2012 single by Coldplay

"Hurts Like Heaven" is a song by British rock band Coldplay from their fifth studio album, Mylo Xyloto (2011). It was written by all members of the band along with producer Brian Eno, being released as the final single from the record on 8 October 2012. The track promoted the comics which tied into the original story from Mylo Xyloto. On 16 April 2013, the band announced it as a 7" limited single for Record Store Day, with a live version of "Us Against the World" serving as its B-side.

==Background==
In an interview with The Independent, lead singer Chris Martin stated that guitarist Jonny Buckland was largely involved in the creation of "Hurts Like Heaven", saying of the song: "'Hurts Like Heaven' is all Jonny. It only has two chords. The songs are group-y, it's guitar-y. Jonny is coming out of his cocoon. We're just trying some risky things."

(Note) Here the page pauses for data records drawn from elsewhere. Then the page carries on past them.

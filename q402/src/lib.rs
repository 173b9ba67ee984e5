#![cfg_attr(docsrs, feature(doc_auto_cfg))]

//! Core types for q402 delegated payment payloads.
//!
//! A q402 payment is authorized off-chain by a single payer who produces two
//! signatures: an EIP-712 signature over a transfer *witness* and an EIP-7702
//! signature delegating the payer's account to a whitelisted implementation
//! contract. Both are shipped to a facilitator in one [`SignedPaymentPayload`]
//! which carries everything needed to recompute the signed hashes.
//!
//! This crate is chain-agnostic wire plumbing. Hashing and signing live in
//! `q402-evm`.
//!
//! # Modules
//!
//! - [`encoding`] - Lossless decimal-string encoding for 256-bit integers
//! - [`error`] - Error taxonomy for payload construction
//! - [`networks`] - Registry of well-known q402 networks
//! - [`proto`] - Input parameters and the signed payload wire format
//! - [`scheme`] - The closed set of q402 payment schemes
//! - [`timestamp`] - Unix timestamps used for witness deadlines

pub mod encoding;
pub mod error;
pub mod networks;
pub mod proto;
pub mod scheme;
pub mod timestamp;

pub use error::PayloadError;
pub use proto::{PaymentDetails, SignedPaymentPayload};
pub use scheme::PaymentScheme;
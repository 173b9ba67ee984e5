#![cfg_attr(docsrs, feature(doc_auto_cfg))]

//! EVM support for q402 delegated payments.
//!
//! This crate turns caller-supplied [`PaymentDetails`](q402::PaymentDetails)
//! into a [`SignedPaymentPayload`](q402::SignedPaymentPayload) by signing an
//! EIP-712 witness and an EIP-7702 delegation tuple with the same account.
//!
//! # Example
//!
//! ```no_run
//! # async fn run(details: q402::PaymentDetails) -> Result<(), q402::PayloadError> {
//! use alloy_signer_local::PrivateKeySigner;
//! use q402_evm::delegated::create_signed_payment_payload;
//!
//! let signer = PrivateKeySigner::random();
//! let payload = create_signed_payment_payload(&signer, &details).await?;
//! println!("{}", payload.to_json_pretty()?);
//! # Ok(())
//! # }
//! ```
//!
//! # Architecture
//!
//! - [`chain`] - Chain id and address validation
//! - [`delegated`] - The EIP-7702 delegated payment scheme
//!
//! # Feature Flags
//!
//! - `telemetry` - Tracing instrumentation of payload construction

pub mod chain;
pub mod delegated;

pub use delegated::{
    PayloadOptions, PaymentSigner, SigningMode, WitnessBuilder, create_signed_payment_payload,
    create_signed_payment_payload_with,
};
//! Final payload assembly.

use alloy_primitives::{Bytes, Signature};
use q402::PaymentScheme;
use q402::PayloadError;
use q402::proto::{
    AuthorizationContext, PaymentDetails, SignedPaymentDetails, SignedPaymentPayload,
    WITNESS_PRIMARY_TYPE, WitnessMessage, WitnessTypedData, WitnessTypes,
};

use super::types::{SignedAuthorization, Witness, WitnessSigningDomain};

/// Collects the signed parts of a payment and joins them into a
/// [`SignedPaymentPayload`].
///
/// This is the single synchronization point of payload construction: the
/// witness branch and the authorization branch each hand their results over,
/// and [`assemble`](Self::assemble) emits the payload only when every part is
/// present.
///
/// Normalized payment details are taken from the signed parts rather than
/// from the caller's strings. Token, amount and recipient come from the
/// witness, the verifying contract from the domain, and the implementation
/// and nonce from the signed tuple, so the payload cannot disagree with what
/// was signed.
#[derive(Debug, Clone, Default)]
pub struct PayloadAssembler {
    scheme: Option<PaymentScheme>,
    network_id: Option<String>,
    witness: Option<Witness>,
    domain: Option<WitnessSigningDomain>,
    witness_signature: Option<Signature>,
    authorization: Option<SignedAuthorization>,
}

impl PayloadAssembler {
    /// Creates an empty assembler.
    #[must_use]
    pub fn new() -> Self {
        Self::default()
    }

    /// Records the caller's scheme and network id.
    #[must_use]
    pub fn payment_details(mut self, details: &PaymentDetails) -> Self {
        self.scheme = Some(details.scheme);
        self.network_id = Some(details.network_id.clone());
        self
    }

    /// Records the witness message that was signed.
    #[must_use]
    pub fn witness(mut self, witness: Witness) -> Self {
        self.witness = Some(witness);
        self
    }

    /// Records the domain the witness was signed under.
    #[must_use]
    pub const fn domain(mut self, domain: WitnessSigningDomain) -> Self {
        self.domain = Some(domain);
        self
    }

    /// Records the witness signature.
    #[must_use]
    pub const fn witness_signature(mut self, signature: Signature) -> Self {
        self.witness_signature = Some(signature);
        self
    }

    /// Records the signed delegation tuple.
    #[must_use]
    pub const fn authorization(mut self, authorization: SignedAuthorization) -> Self {
        self.authorization = Some(authorization);
        self
    }

    /// Emits the payload.
    ///
    /// # Errors
    ///
    /// Returns [`PayloadError::IncompletePayload`] naming the first missing
    /// part.
    pub fn assemble(self) -> Result<SignedPaymentPayload, PayloadError> {
        let scheme = self
            .scheme
            .ok_or(PayloadError::IncompletePayload("payment details"))?;
        let network_id = self
            .network_id
            .ok_or(PayloadError::IncompletePayload("payment details"))?;
        let witness = self
            .witness
            .ok_or(PayloadError::IncompletePayload("witness message"))?;
        let domain = self
            .domain
            .ok_or(PayloadError::IncompletePayload("witness domain"))?;
        let witness_signature = self
            .witness_signature
            .ok_or(PayloadError::IncompletePayload("witness signature"))?;
        let authorization = self
            .authorization
            .ok_or(PayloadError::IncompletePayload("signed authorization"))?;

        let tuple = authorization.tuple();
        let typed_data = WitnessTypedData {
            domain: domain.to_wire(),
            types: WitnessTypes::canonical(),
            primary_type: WITNESS_PRIMARY_TYPE.to_owned(),
            message: WitnessMessage::from(&witness),
        };
        let details = SignedPaymentDetails {
            scheme,
            network_id,
            token: witness.token,
            amount: witness.amount.into(),
            to: witness.to,
            implementation_contract: tuple.implementation_address,
            authorization: AuthorizationContext {
                chain_id: domain.chain_id,
                address: domain.verifying_contract,
                nonce: tuple.nonce,
            },
            witness: typed_data,
        };

        Ok(SignedPaymentPayload::new(
            Bytes::from(witness_signature.as_bytes()),
            authorization.to_wire(),
            details,
        ))
    }
}
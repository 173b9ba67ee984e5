//! Well-known q402 networks.
//!
//! Payment details name their network with a human-readable id such as
//! `"bsc-testnet"`. This registry maps those ids to EIP-155 chain ids and,
//! where one is deployed, to the default delegation implementation contract
//! whitelisted by the facilitator.

use alloy_primitives::{Address, address};

/// A known network definition.
#[derive(Debug, Clone, Copy, PartialEq, Eq)]
pub struct NetworkInfo {
    /// Human-readable network id (e.g., `"bsc-testnet"`).
    pub id: &'static str,
    /// EIP-155 chain id.
    pub chain_id: u64,
    /// Default delegation implementation contract, if one is deployed.
    pub implementation_contract: Option<Address>,
}

/// BNB Smart Chain mainnet chain id.
pub const BSC_MAINNET: u64 = 56;

/// BNB Smart Chain testnet chain id.
pub const BSC_TESTNET: u64 = 97;

/// q402 delegation implementation deployed on BSC testnet.
pub const BSC_TESTNET_IMPLEMENTATION: Address =
    address!("0x8aB283419554Fa7f7B332118F1815829B5C353DE");

/// All networks known to this crate.
pub static KNOWN_NETWORKS: &[NetworkInfo] = &[
    NetworkInfo {
        id: "bsc-mainnet",
        chain_id: BSC_MAINNET,
        implementation_contract: None,
    },
    NetworkInfo {
        id: "bsc-testnet",
        chain_id: BSC_TESTNET,
        implementation_contract: Some(BSC_TESTNET_IMPLEMENTATION),
    },
];

/// Looks up a network by its human-readable id.
#[must_use]
pub fn network_by_id(id: &str) -> Option<&'static NetworkInfo> {
    KNOWN_NETWORKS.iter().find(|n| n.id == id)
}

/// Looks up a network by its EIP-155 chain id.
#[must_use]
pub fn network_by_chain_id(chain_id: u64) -> Option<&'static NetworkInfo> {
    KNOWN_NETWORKS.iter().find(|n| n.chain_id == chain_id)
}
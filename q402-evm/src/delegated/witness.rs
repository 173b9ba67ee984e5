//! Witness message derivation.

use alloy_primitives::{Address, B256, U256};
use q402::PayloadError;
use q402::encoding::parse_decimal_u256;
use q402::timestamp::UnixTimestamp;
use rand::RngExt;
use rand::rng;

use super::types::Witness;
use crate::chain::parse_address;

/// Default time a generated witness stays redeemable, in seconds.
pub const DEFAULT_WITNESS_VALIDITY_SECS: u64 = 15 * 60;

/// Builds [`Witness`] messages.
///
/// `deadline`, `paymentId` and `nonce` may be pinned explicitly; whatever is
/// left unset is generated on every [`build`](Self::build) call:
///
/// - deadline: now plus the validity window
/// - payment id: 32 random bytes
/// - nonce: a random 256-bit value
///
/// Pinned values are used verbatim. In particular a pinned deadline is not
/// checked against the clock; expiry is the verifier's call.
#[derive(Debug, Clone, PartialEq, Eq)]
pub struct WitnessBuilder {
    deadline: Option<UnixTimestamp>,
    payment_id: Option<B256>,
    nonce: Option<U256>,
    validity_secs: u64,
}

impl Default for WitnessBuilder {
    fn default() -> Self {
        Self::new()
    }
}

impl WitnessBuilder {
    /// Creates a builder that generates every optional field.
    #[must_use]
    pub const fn new() -> Self {
        Self {
            deadline: None,
            payment_id: None,
            nonce: None,
            validity_secs: DEFAULT_WITNESS_VALIDITY_SECS,
        }
    }

    /// Pins the deadline.
    #[must_use]
    pub const fn with_deadline(mut self, deadline: UnixTimestamp) -> Self {
        self.deadline = Some(deadline);
        self
    }

    /// Pins the payment id.
    #[must_use]
    pub const fn with_payment_id(mut self, payment_id: B256) -> Self {
        self.payment_id = Some(payment_id);
        self
    }

    /// Pins the witness nonce.
    #[must_use]
    pub const fn with_nonce(mut self, nonce: U256) -> Self {
        self.nonce = Some(nonce);
        self
    }

    /// Sets the validity window used when the deadline is generated.
    ///
    /// Zero is raised to one second so a generated deadline is always in the
    /// future.
    #[must_use]
    pub const fn with_validity_secs(mut self, secs: u64) -> Self {
        self.validity_secs = if secs == 0 { 1 } else { secs };
        self
    }

    /// Builds a witness for `owner` paying `amount` of `token` to `to`.
    ///
    /// `owner` is typed because it always comes from the signer, never from
    /// caller input.
    ///
    /// # Errors
    ///
    /// Returns [`PayloadError::InvalidAddress`] if `token` or `to` do not
    /// parse and [`PayloadError::InvalidAmount`] if `amount` is not a
    /// non-negative decimal integer within 256 bits.
    pub fn build(
        &self,
        owner: Address,
        token: &str,
        amount: &str,
        to: &str,
    ) -> Result<Witness, PayloadError> {
        let token = parse_address("token", token)?;
        let to = parse_address("to", to)?;
        let amount = parse_decimal_u256(amount).map_err(PayloadError::InvalidAmount)?;

        let deadline = self
            .deadline
            .unwrap_or_else(|| UnixTimestamp::now() + self.validity_secs);
        let payment_id = self.payment_id.unwrap_or_else(random_b256);
        let nonce = self
            .nonce
            .unwrap_or_else(|| U256::from_be_bytes(random_b256().0));

        Ok(Witness {
            owner,
            token,
            amount,
            to,
            deadline: deadline.to_u256(),
            paymentId: payment_id,
            nonce,
        })
    }
}

fn random_b256() -> B256 {
    let bytes: [u8; 32] = rng().random();
    B256::from(bytes)
}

Reviews of the song have noted that the song contains signs of influences of the other artists; in their preview of Mylo Xyloto, Q noted that "the melodies, like the title, are a nod to the '80s heroes they so successfully channelled on A Rush of Blood to the Head, The Cure and Echo and the Bunnymen's influence looming large as Chris Martin sings like he's in a hurry [...] the chorus [...] is as upliftingly bittersweet as Robert Smith and co's best pop songs, whilst the "whoa oh oh" bridge provides the record's first stadium-singalong moment." Reviews from both Rolling Stone and The A.V. Club have drawn comparisons to dance-punk band LCD Soundsystem, with the latter calling the song "a driving homage" to the band.

==Music video==
The music video for "Hurts Like Heaven" was announced at the 2012 San Diego Comic-Con. Coldplay posted a 30-second teaser trailer on Twitter on the evening of 5 October 2012. It was later released on 8 October 2012. The clip, which does not feature the band, is a comic book style animation set on a futuristic dystopian storyline and it's the animated version of the first number of the Mylo Xyloto comics. Directed by Mark Osborne with illustrations by Alejandro Fuentes, the video contains flashes of neons, the band's trademark over the course of Mylo Xyloto's promotions.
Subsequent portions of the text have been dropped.